Si le rapport de smartctl indique des secteurs réalloués, non, à 100%.

Les erreurs de cable/transmission, ça se manifeste par des Raw_Read_Error_Rate non nuls, pas des Reallocated_Sector_Ct.

bref, smart, c'est génial, ça donne à coup sûr ou presque la source du problème, sachant que ça se place directement au cœur du firmware du disque !

----------

## xaviermiller

Merci en tous cas pour tous tes conseils  :Smile: 

----------

## El_Goretto

+1, encore une de ces magnifiques journées où je me coucherai moins bête le soir venu ^^

----------

## anigel

 *XavierMiller wrote:*   

> J'utiliserai un disque USB externe vers lequel je pointerai par lien symbolique /usr/portage et /var/tmp (et peut-être aussi /usr/src), et tout ira bien.

 

Plus "propre" : PORTAGE_TMPDIR et PORTDIR dans /etc/make.conf (man make.conf).

----------

## xaviermiller

plus config layman, ...

Je préfère les symlinks, au moins je suis sûr de ne rien rater  :Wink: 

En quoi un link serait-il "sale" ?

----------

## anigel

Ce n'est pas "sale" en soi (pour ça que j'ai mis "propre" entre guillemets également).

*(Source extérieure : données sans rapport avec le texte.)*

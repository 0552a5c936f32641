//! Rostering domain models.
//!
//! Inputs describe demand (`Requirement`), supply (`EmployeeCapability`)
//! and prior commitments (`FixedAssignment`, `BlockedSlot`). Outputs are
//! the `Roster` of `Assignment`s, any `Bottleneck`s, and the
//! `RosteringResult` report that wraps them.
//!
//! # Slot Model
//!
//! | Term | Key |
//! |------|-----|
//! | Slot | (date, day-part, service) |
//! | Occupancy | (employee, date, day-part) |
//!
//! An employee holds at most one slot per (date, day-part), whatever the
//! service.

mod bottleneck;
mod commitment;
mod employee;
mod requirement;
mod result;
mod roster;

pub use bottleneck::{Bottleneck, Severity};
pub use commitment::{BlockedSlot, FixedAssignment};
pub use employee::{EmployeeCapability, DEFAULT_MAX_SHIFTS_PER_WEEK};
pub use requirement::Requirement;
pub use result::{local_timestamp, RosteringResult, ENGINE_VERSION};
pub use roster::{Assignment, AssignmentSource, Roster};
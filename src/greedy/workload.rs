//! Per-employee workload counter.

use std::collections::HashMap;

use crate::models::EmployeeCapability;

/// Running assignment count per employee within one planning run.
///
/// Used only as a sort key: candidates are ordered by ascending load,
/// ties keep their discovery order.
#[derive(Debug, Clone, Default)]
pub struct WorkloadTracker {
    counts: HashMap<String, u32>,
}

impl WorkloadTracker {
    /// Starts every known employee at zero.
    pub fn new(employees: &[EmployeeCapability]) -> Self {
        let counts = employees
            .iter()
            .map(|e| (e.employee_id.clone(), 0))
            .collect();
        Self { counts }
    }

    /// Current load (0 for unknown employees).
    pub fn load(&self, employee_id: &str) -> u32 {
        self.counts.get(employee_id).copied().unwrap_or(0)
    }

    /// Records one more assignment.
    pub fn increment(&mut self, employee_id: &str) {
        *self.counts.entry(employee_id.to_string()).or_insert(0) += 1;
    }

    /// Stable sort, least-loaded first.
    pub fn sort_least_loaded(&self, candidates: &mut [&EmployeeCapability]) {
        candidates.sort_by_key(|e| self.load(&e.employee_id));
    }
}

Faire un lien, c'est une méthode de contournement du problème. Ajuster une variable, c'est garder une trace écrite de ce contournement, par un biais prévu dès la conception du système. Bon OK je pinaille. Mais on s'y perd vite, dans des liens symboliques, surtout quand ils pointent vers du stockage amovible  :Wink: ... Et lors d'un bug, pour une raison ou une autre, un emerge --info ne ferai ressortir rien d'anormal. Disons simplement que puisque portage prévoit ces variables, je m'en sers : je n'aime pas l'idée de modifier la config du gestionnaire de paquets sur la couche du dessous : le filesystem.

----------

## kernelsensei

Je suis pas sûr à 100% mais je me souviens de symlinks qui étaient à l'origine de SANDBOX VIOLATIONS. Après si c'est toujours d'actualité, je sais pas.

----------

## xaviermiller

Je viens de faire un emerge -e world (stage 1) et tout s'est compilé sans souci  :Wink: 

----------

## anigel

 *kernelsensei wrote:*   

> Je suis pas sûr à 100% mais je me souviens de symlinks qui étaient à l'origine de SANDBOX VIOLATIONS. Après si c'est toujours d'actualité, je sais pas.

 

Exact, mais c'est loooooooooooooooin ça  :Wink:  ! De mémoire, c'était avant le passage de portage en v2.x ?

----------